Area between curves - Calculus AB AP Study Notes

Think of it like this: You have two friends, Sarah and Tom, running a race. On a graph, their speeds over time might look like two different wiggly lines (curves). If you want to know how much more distance Sarah covered than Tom during a certain part of the race, you're essentially looking for the area between their speed curves.

In calculus, when we talk about the area between curves, we're finding the total space enclosed by two functions (those wiggly lines on a graph) over a specific interval (a section of the race). It's like finding the exact amount of paint needed to fill the gap between two drawn lines on a canvas.

Here's the basic idea:

• You have an upper curve (the one on top, like Sarah's faster speed).
• You have a lower curve (the one on the bottom, like Tom's slower speed).
• You subtract the lower curve from the upper curve, then use integration (our super-fast adding tool) to sum up all those tiny differences across the section you care about. It gives you the total area!

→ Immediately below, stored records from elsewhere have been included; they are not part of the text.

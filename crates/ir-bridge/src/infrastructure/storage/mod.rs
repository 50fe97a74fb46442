//! Storage infrastructure: configuration file loading.
//!
//! The `config` sub-module reads the TOML file named on the command line and
//! fills every missing section or field with its default, so an absent file
//! and an empty file behave the same.

pub mod config;

pub use config::{load_config, parse_config, AppConfig, ConfigError};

Let's say you're designing a new park, and you have two winding paths. One path is for walking, and the other is for biking. You want to plant flowers in the grassy area between these two paths. How much grass is there to cover with flowers?

Imagine you draw these paths on a map. The walking path might be represented by a function like f(x), and the biking path by g(x). If the walking path is generally above the biking path in a certain section, then f(x) is your 'upper curve' and g(x) is your 'lower curve'.

To find the area for your flowers, you'd:

1. Identify which path is 'on top' and which is 'on bottom' in the section you're interested in.
2. Subtract the 'bottom' path's equation from the 'top' path's equation.
3. Use integration to 'add up' all the tiny strips of grass between the paths from the start of your flower bed to the end. The result is the total square feet (or meters) of flower bed area!